XRP sta registrando un notevole incremento nell'accumulazione, spinto dalla riduzione della liquidità sugli exchange e dagli afflussi costanti dai fondi negoziati in borsa (ETF). I dati mostrano che l'offerta disponibile sulle piattaforme di trading si sta riducendo, mentre gli acquirenti continuano a entrare. Ma i livelli di resistenza tengono ancora, rallentando lo slancio di rottura del token.
Perché la liquidità si sta restringendo
I libri ordini degli exchange per XRP si sono assottigliati nelle ultime settimane. Meno token vengono elencati in vendita ai prezzi correnti, il che tipicamente crea pressione al rialzo quando la domanda rimane stabile. La tendenza è visibile sui principali mercati spot, dove il divario tra prezzi bid e ask si è leggermente ampliato — segno che i market maker sono meno disposti a fornire liquidità profonda.
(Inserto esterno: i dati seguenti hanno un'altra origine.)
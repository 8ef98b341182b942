use crate::core::DnsqError;
use crate::dns::wire::{ByteCursor, ByteWriter};
use byteorder::{NetworkEndian, WriteBytesExt};
use std::collections::HashMap;
use std::fmt;
use std::fmt::Display;
use std::hash::{Hash, Hasher};
use std::io::Write;
use std::str::FromStr;

/// Domain name made of zero or more labels. A name with no labels is the root.
///
/// Labels are arbitrary bytes (except NUL) and keep the case they were created
/// with. Comparison and hashing ignore ASCII case.
#[derive(Debug, Clone)]
pub struct Name {
    labels: Vec<Vec<u8>>,
}

impl Name {
    const MAX_LENGTH: usize = 255;
    const MAX_LABEL_LENGTH: usize = 63;

    pub fn root() -> Self {
        Name { labels: Vec::new() }
    }

    pub fn from_labels<I, L>(labels: I) -> Result<Self, DnsqError>
    where
        I: IntoIterator<Item = L>,
        L: AsRef<[u8]>,
    {
        let mut out = Vec::new();
        let mut size = 1;

        for label in labels {
            let label = label.as_ref();
            if label.is_empty() {
                return Err(DnsqError::invalid_data("name labels may not be empty"));
            }

            if label.len() > Self::MAX_LABEL_LENGTH {
                return Err(DnsqError::invalid_data(format!(
                    "name labels are limited to {} bytes max, got {}",
                    Self::MAX_LABEL_LENGTH,
                    label.len()
                )));
            }

            if label.contains(&0) {
                return Err(DnsqError::invalid_data("name labels may not contain NUL bytes"));
            }

            size += label.len() + 1;
            if size > Self::MAX_LENGTH {
                return Err(DnsqError::name_too_long(format!(
                    "names are limited to {} bytes max",
                    Self::MAX_LENGTH
                )));
            }

            out.push(label.to_vec());
        }

        Ok(Name { labels: out })
    }

    /// Size of this name on the wire when written without compression.
    pub fn size(&self) -> u16 {
        (self.labels.iter().map(|l| l.len()).sum::<usize>() + self.labels.len()) as u16 + 1
    }

    pub fn is_root(&self) -> bool {
        self.labels.is_empty()
    }

    pub fn labels(&self) -> impl Iterator<Item = &[u8]> {
        self.labels.iter().map(|l| l.as_slice())
    }

    /// Write this name, using pointers to earlier names in the message when `buf`
    /// has a compression map.
    pub fn write_network_bytes(&self, buf: &mut ByteWriter) -> Result<(), DnsqError> {
        for i in 0..self.labels.len() {
            let suffix = &self.labels[i..];
            if let Some(offset) = buf.names().and_then(|m| m.get(suffix)) {
                buf.write_u16::<NetworkEndian>(Self::POINTER_MASK | offset)?;
                return Ok(());
            }

            let here = buf.offset();
            if let Some(names) = buf.names_mut() {
                // Suffixes that start past the range of a pointer are still written,
                // they just can't be referenced by names written later.
                if let Err(e) = names.insert(suffix, here) {
                    tracing::trace!(message = "unable to record name suffix for compression", name = %self, err = %e);
                }
            }

            let label = &self.labels[i];
            buf.write_u8(label.len() as u8)?;
            buf.write_all(label)?;
        }

        Ok(buf.write_u8(0)?)
    }

    /// Write this name without pointers even if `buf` has a compression map.
    pub fn write_uncompressed(&self, buf: &mut ByteWriter) -> Result<(), DnsqError> {
        for label in self.labels.iter() {
            buf.write_u8(label.len() as u8)?;
            buf.write_all(label)?;
        }

        Ok(buf.write_u8(0)?)
    }

    pub fn read_network_bytes(buf: &mut ByteCursor<'_>) -> Result<Self, DnsqError> {
        let mut labels = Vec::new();
        let mut size = 1;

        loop {
            let here = buf.tell();
            let len = buf.read_u8()?;

            // Only the bytes up to and including the first pointer belong to this
            // name in the message. Anything the pointer refers to is read using a
            // separate cursor so `buf` ends up right after the pointer.
            if Self::is_offset(len) {
                let offset = Self::get_offset(len, buf.read_u8()?);
                Self::read_pointer_into(buf.buffer(), here, offset, &mut labels, &mut size)?;
                break;
            }

            if Self::read_label_into(buf, len, &mut labels, &mut size)? {
                break;
            }
        }

        Ok(Name { labels })
    }

    /// Follow a pointer found at `bound` to `offset`, reading labels (and following
    /// further pointers) until the root label. Every pointer must point strictly
    /// before the previous one so that a finite number of hops is possible.
    fn read_pointer_into(
        msg: &[u8],
        mut bound: usize,
        mut offset: usize,
        out: &mut Vec<Vec<u8>>,
        size: &mut usize,
    ) -> Result<(), DnsqError> {
        let mut cur = ByteCursor::new(msg);

        'hops: loop {
            if offset >= bound {
                return Err(DnsqError::malformed_pointer(format!(
                    "pointer to offset {} is not before offset {}",
                    offset, bound
                )));
            }

            cur.seek(offset)?;
            bound = offset;

            loop {
                let len = cur.read_u8()?;
                if Self::is_offset(len) {
                    offset = Self::get_offset(len, cur.read_u8()?);
                    continue 'hops;
                }

                if Self::read_label_into(&mut cur, len, out, size)? {
                    return Ok(());
                }
            }
        }
    }

    /// Read the next name label of length `len` into `out` and return true if the
    /// label was the root label and this name is complete, false otherwise.
    fn read_label_into(
        buf: &mut ByteCursor<'_>,
        len: u8,
        out: &mut Vec<Vec<u8>>,
        size: &mut usize,
    ) -> Result<bool, DnsqError> {
        if len == 0 {
            return Ok(true);
        }

        // 0b01 and 0b10 prefixes are reserved (or obsolete extended labels)
        if len as usize > Self::MAX_LABEL_LENGTH {
            return Err(DnsqError::invalid_label_length(len));
        }

        *size += len as usize + 1;
        if *size > Self::MAX_LENGTH {
            return Err(DnsqError::name_too_long(format!(
                "max size for name ({}) exceeded reading {} byte label",
                Self::MAX_LENGTH,
                len
            )));
        }

        let label = buf.consume(len as usize)?;
        if label.contains(&0) {
            return Err(DnsqError::invalid_data("name label contains NUL byte"));
        }

        out.push(label.to_vec());
        Ok(false)
    }

    const POINTER_MASK: u16 = 0b1100_0000_0000_0000;

    fn is_offset(len: u8) -> bool {
        len & 0b1100_0000 == 0b1100_0000
    }

    fn get_offset(len: u8, next: u8) -> usize {
        let pointer = ((len & 0b0011_1111) as u16) << 8;
        (pointer | (next as u16)) as usize
    }
}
Gli indirizzi di accumulazione, portafogli che ricevono solo XRP e non inviano mai, sono in crescita. Il pattern suggerisce che i detentori a lungo termine stanno aggiungendo posizioni invece di prendere profitti. Questo comportamento si allinea con una mossa più ampia degli investitori di bloccare l'offerta prima di un potenziale sfondamento dei prezzi.
Afflussi ETF e la stretta sull'offerta
Anche gli afflussi verso prodotti negoziati in borsa legati a XRP giocano un ruolo. I gestori di fondi che acquistano XRP per sostenere le quote ETF rimuovono token dall'offerta circolante sugli exchange. Dati recenti mostrano afflussi netti costanti, il che significa che più XRP è detenuto in custodia dai fondi piuttosto che disponibile per il trading.
L'effetto combinato — minore liquidità sugli exchange più prelievi guidati dagli ETF — ha creato quella che i trader descrivono come una stretta dell'offerta. Quando la domanda rimane stabile o aumenta, questa configurazione può portare a movimenti di prezzo più bruschi. Ma finora, il rialzo è stato limitato.
I livelli di resistenza rallentano lo sfondamento
XRP ha urtato più volte una zona di prezzo chiave nelle ultime sedute. Ogni tentativo di spingersi più in alto è stato accolto da pressione di vendita, limitando i guadagni. Il livello di resistenza, definito da massimi precedenti e ordini di vendita raggruppati, ha tenuto saldamente anche mentre l'accumulazione aumentava.
Gli analisti tecnici che seguono il mercato sottolineano la necessità di un'impennata di volume per sfondare. Senza un catalizzatore — come una decisione normativa o un rally più ampio delle criptovalute — il token potrebbe muoversi lateralmente finché le condizioni di liquidità non si restringono ulteriormente o un grande acquirente interviene per assorbire gli ordini di vendita alla resistenza.
La domanda ora è se la tendenza all'accumulazione possa sopraffare la resistenza. Se gli afflussi ETF continuano e la liquidità degli exchange continua a ridursi, la pressione potrebbe infine forzare uno sfondamento. Per il momento, XRP rimane in una fase di attesa, con acquirenti e venditori bloccati in una situazione di stallo ai livelli attuali.